How do you wake it up? Apply a 2A load to the battery, at which time it wakes up, goes into low impedance mode and off you go. Here's the catch.... If you have two of these batteries in parallel, you can NOT guarantee that both batteries wake up in a synchronized fashion. If so, they will not work in parallel until the active battery drops in voltage level sufficient that the impedance rises, voltage drops, and the second battery begins to draw.

Given that the sleep state voltage of the battery is waaaay down in the weeds, around 13V or lower, it could be awhile before your batteries are both "on" resulting in uneven wear on the batteries. If you are using these batteries in series, you are likely good to go. Parallel? not so much.

...
Sleep state? Maybe the BT shuts down but your battery would not. You even mention this when you say it needs a discharge before it will awaken. If your battery is fully charged and you keep charging it the BMS upon reaching its high voltage shutoff will curtail anymore charging. Yes at that point your voltage indication will no longer be accurate. Indeed folks that have a cell read high and BMS trip will have the DC common bus read high at the SCC output voltage and often that trips the inverter.

Applying a load to it and dropping your voltage back into the BMS operating range will allow it to accept charge again.

Batteries in parallel may not be entirely equal but they do act together. There is no wake up because they are no sleep.

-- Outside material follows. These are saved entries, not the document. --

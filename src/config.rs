use anyhow::{Context, Result};
use clap::ValueEnum;
use serde::{Deserialize, Serialize};
use std::path::{Path, PathBuf};

use crate::audio::FftAlgorithm;
use crate::cli::Args;
use crate::display::DisplayMode;
use crate::error::AnalysisError;

/// Where PCM comes from
#[derive(Debug, Clone, Copy, Serialize, Deserialize, Default, ValueEnum, PartialEq, Eq)]
#[serde(rename_all = "lowercase")]
pub enum SourceKind {
    /// PulseAudio/PipeWire record stream
    #[default]
    Pulse,
    /// Raw s16le mono on standard input
    Stdin,
    /// Raw s16le mono file
    File,
    /// Synthetic sine tone
    Tone,
}

#[derive(Debug, Clone, Serialize, Deserialize, Default)]
pub struct Config {
    #[serde(default)]
    pub audio: AudioConfig,
    #[serde(default)]
    pub analysis: AnalysisConfig,
    #[serde(default)]
    pub display: DisplayConfig,
}

#[derive(Debug, Clone, Serialize, Deserialize)]
#[serde(default)]
pub struct AudioConfig {
    pub source: SourceKind,
    /// Pulse source name (None = monitor of the default sink)
    pub device: Option<String>,
    /// Path for the file source
    pub input: Option<PathBuf>,
    pub sample_rate: u32,
    pub tone_frequency: f64,
    pub tone_amplitude: f64,
}

impl Default for AudioConfig {
    fn default() -> Self {
        Self {
            source: SourceKind::Pulse,
            device: None,
            input: None,
            sample_rate: 44100,
            tone_frequency: 1000.0,
            tone_amplitude: 0.8,
        }
    }
}

#[derive(Debug, Clone, Serialize, Deserialize)]
#[serde(default)]
pub struct AnalysisConfig {
    /// Samples per frame, a power of two
    pub fft_size: usize,
    pub algorithm: FftAlgorithm,
    /// Failed cycles in a row before the capture thread starts backing off
    pub max_consecutive_errors: u32,
}

impl Default for AnalysisConfig {
    fn default() -> Self {
        Self {
            fft_size: 1024,
            algorithm: FftAlgorithm::Recursive,
            max_consecutive_errors: 32,
        }
    }
}

#[derive(Debug, Clone, Serialize, Deserialize)]
#[serde(default)]
pub struct DisplayConfig {
    pub mode: DisplayMode,
    /// Reader polls per second
    pub refresh_rate: u32,
    /// Linear display scale applied to magnitudes
    pub gain: f64,
}

impl Default for DisplayConfig {
    fn default() -> Self {
        Self {
            mode: DisplayMode::Terminal,
            refresh_rate: 30,
            gain: 0.25,
        }
    }
}

impl Config {
    pub fn load(path: &Path) -> Result<Self> {
        let content = std::fs::read_to_string(path)
            .with_context(|| format!("Failed to read config {}", path.display()))?;
        let config: Config = toml::from_str(&content)
            .with_context(|| format!("Failed to parse config {}", path.display()))?;
        Ok(config)
    }

    /// Get the default XDG config path (~/.config/fftscope/config.toml)
    pub fn default_path() -> Option<PathBuf> {
        dirs::config_dir().map(|p| p.join("fftscope").join("config.toml"))
    }

    /// Load config from the default XDG path if it exists
    /// Returns None if file doesn't exist, logs warning on parse errors
    pub fn load_from_default_path() -> Option<Self> {
        let path = Self::default_path()?;
        if !path.exists() {
            return None;
        }
        match Self::load(&path) {
            Ok(config) => Some(config),
            Err(e) => {
                tracing::warn!("{:#}; using defaults", e);
                None
            }
        }
    }

    /// Initialize default config file at XDG path, returns the path
    pub fn init_default_config() -> Result<PathBuf> {
        let path = Self::default_path()
            .ok_or_else(|| anyhow::anyhow!("Could not determine config directory"))?;

        if let Some(parent) = path.parent() {
            std::fs::create_dir_all(parent)?;
        }

        std::fs::write(&path, Self::generate_config_template())?;
        Ok(path)
    }

    /// Reject settings the pipeline cannot run with
    pub fn validate(&self) -> Result<(), AnalysisError> {
        let fft_size = self.analysis.fft_size;
        if fft_size < 2 || !fft_size.is_power_of_two() {
            return Err(AnalysisError::SizeNotPowerOfTwo(fft_size));
        }
        if self.audio.sample_rate == 0 {
            return Err(AnalysisError::InvalidConfig("sample_rate must be positive".into()));
        }
        if self.audio.source == SourceKind::File && self.audio.input.is_none() {
            return Err(AnalysisError::InvalidConfig(
                "source = \"file\" needs audio.input".into(),
            ));
        }
        if self.audio.source == SourceKind::Tone {
            let nyquist = self.audio.sample_rate as f64 / 2.0;
            if !(0.0..nyquist).contains(&self.audio.tone_frequency) {
                return Err(AnalysisError::InvalidConfig(format!(
                    "tone_frequency {} must be below Nyquist ({} Hz)",
                    self.audio.tone_frequency, nyquist
                )));
            }
        }
        if self.display.refresh_rate == 0 {
            return Err(AnalysisError::InvalidConfig("refresh_rate must be positive".into()));
        }
        Ok(())
    }

    /// Generate a commented TOML config template
    pub fn generate_config_template() -> String {
        r#"# fftscope configuration
# This file is auto-generated. Edit as needed.

[audio]
# Capture source: "pulse", "stdin", "file", or "tone"
source = "pulse"
# Pulse source name (omit = monitor of the default sink)
# device = "alsa_output.pci-0000_00_1f.3.analog-stereo.monitor"
# Raw mono s16le PCM file for source = "file"
# input = "/tmp/capture.raw"
# Sample rate in Hz (must match the source; it is not negotiated)
sample_rate = 44100
# Sine tone for source = "tone"
tone_frequency = 1000.0
tone_amplitude = 0.8

[analysis]
# Samples per frame, power of two (512, 1024, 2048)
fft_size = 1024
# FFT formulation: "recursive" or "iterative"
algorithm = "recursive"
# Failed frames in a row before capture slows its retries
max_consecutive_errors = 32

[display]
# Reader: "terminal" (bar display) or "monitor" (logs the dominant frequency)
mode = "terminal"
# Reader polls per second
refresh_rate = 30
# Fraction of the display height per unit of linear magnitude
gain = 0.25
"#
        .to_string()
    }

    /// Merge CLI arguments into config (CLI takes priority)
    pub fn merge_args(&mut self, args: &Args) {
        // Audio settings
        if let Some(source) = args.source {
            self.audio.source = source;
        }
        if let Some(ref device) = args.device {
            self.audio.device = Some(device.clone());
        }
        if let Some(ref input) = args.input {
            self.audio.input = Some(input.clone());
            // An input path on its own implies the file source
            if args.source.is_none() {
                self.audio.source = SourceKind::File;
            }
        }
        if let Some(rate) = args.sample_rate {
            self.audio.sample_rate = rate;
        }
        if let Some(freq) = args.tone_frequency {
            self.audio.tone_frequency = freq;
        }

        // Analysis settings
        if let Some(size) = args.fft_size {
            self.analysis.fft_size = size;
        }
        if let Some(algorithm) = args.algorithm {
            self.analysis.algorithm = algorithm;
        }

        // Display settings
        if let Some(mode) = args.mode {
            self.display.mode = mode;
        }
        if let Some(rate) = args.refresh_rate {
            self.display.refresh_rate = rate;
        }
        if let Some(gain) = args.gain {
            self.display.gain = gain.max(0.0);
        }
    }
}

#[cfg(test)]
mod tests {
    use super::*;
    use clap::Parser;

    #[test]
    fn test_template_parses_to_defaults() {
        let config: Config = toml::from_str(&Config::generate_config_template()).unwrap();
        let defaults = Config::default();

        assert_eq!(config.audio.source, defaults.audio.source);
        assert_eq!(config.audio.sample_rate, defaults.audio.sample_rate);
        assert_eq!(config.analysis.fft_size, defaults.analysis.fft_size);
        assert_eq!(config.analysis.algorithm, defaults.analysis.algorithm);
        assert_eq!(config.display.refresh_rate, defaults.display.refresh_rate);
        assert!(config.validate().is_ok());
    }

    #[test]
    fn test_partial_file_fills_defaults() {
        let config: Config = toml::from_str("[analysis]\nfft_size = 2048\nalgorithm = \"iterative\"\n").unwrap();

        assert_eq!(config.analysis.fft_size, 2048);
        assert_eq!(config.analysis.algorithm, FftAlgorithm::Iterative);
        assert_eq!(config.audio.sample_rate, 44100);
        assert_eq!(config.display.mode, DisplayMode::Terminal);
    }

    #[test]
    fn test_validate_rejects_bad_fft_size() {
        let mut config = Config::default();
        config.analysis.fft_size = 100;
        assert!(matches!(config.validate(), Err(AnalysisError::SizeNotPowerOfTwo(100))));
    }

    #[test]
    fn test_validate_file_needs_input() {
        let mut config = Config::default();
        config.audio.source = SourceKind::File;
        assert!(matches!(config.validate(), Err(AnalysisError::InvalidConfig(_))));

        config.audio.input = Some(PathBuf::from("/tmp/x.raw"));
        assert!(config.validate().is_ok());
    }

    #[test]
    fn test_validate_tone_below_nyquist() {
        let mut config = Config::default();
        config.audio.source = SourceKind::Tone;
        config.audio.tone_frequency = 30000.0;
        assert!(config.validate().is_err());
    }

    #[test]
    fn test_cli_overrides_config() {
        let args = Args::parse_from([
            "fftscope",
            "--mode",
            "monitor",
            "--fft-size",
            "2048",
            "--algorithm",
            "iterative",
            "--input",
            "capture.raw",
            "--sample-rate",
            "48000",
        ]);

        let mut config = Config::default();
        config.merge_args(&args);

        assert_eq!(config.display.mode, DisplayMode::Monitor);
        assert_eq!(config.analysis.fft_size, 2048);
        assert_eq!(config.analysis.algorithm, FftAlgorithm::Iterative);
        assert_eq!(config.audio.source, SourceKind::File);
        assert_eq!(config.audio.input, Some(PathBuf::from("capture.raw")));
        assert_eq!(config.audio.sample_rate, 48000);
    }

    #[test]
    fn test_explicit_source_wins_over_input() {
        let args = Args::parse_from(["fftscope", "--source", "stdin", "--input", "ignored.raw"]);
        let mut config = Config::default();
        config.merge_args(&args);
        assert_eq!(config.audio.source, SourceKind::Stdin);
    }
}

If my understanding of all this is wrong I would hope that someone could explain this "Sleep" state and what purpose it has.
 
I've never understood the fascination of worrying about BMS security.
How many enemies have you made?
Or do you believe that random people with bad intentions are walking around with multiple BMS apps, just hoping to screw with you?
Yup. Having worked in semiconductor security vending to the USG for 12 years at varied classified levels, I know things that I can not un-know. Are you truly that naive?
 
There are some valid points about being able to have total control of the $1200 plus battery you purchased.
But I can also see the side of SOK. If everyone had a way to change all the settings it would be hard to offer a warrantee anywhere close to what they do. Someone playing around without knowing what they are doing could destroy the battery then expect SOK to replace it.
I must admit if not for places like this forum or a preprogramed BMS I would not be able to properly charge and discharge a LifeP04 battery.
My belief is that company's that offer a warrantee of 5~10 years may and can protect themselves from experimenters. Really think about it SOK lets us self service the battery, I'm sure they do not want to start replacing batteries because someone wants to play with it.
I'm 100% sure that if a person has trouble the support team at Current Connected will offer a solution. ... Just my 5 cents:)
I don't want to play with it. But I especially don't want other people to play with it. I just want to lock it down and disable blutooth.
 
Sleep state? Maybe the BT shuts down but your battery would not. You even mention this when you say it needs a discharge before it will awaken. If your battery is fully charged and you keep charging it the BMS upon reaching its high voltage shutoff will curtail anymore charging. Yes at that point your voltage indication will no longer be accurate. Indeed folks that have a cell read high and BMS trip will have the DC common bus read high at the SCC output voltage and often that trips the inverter.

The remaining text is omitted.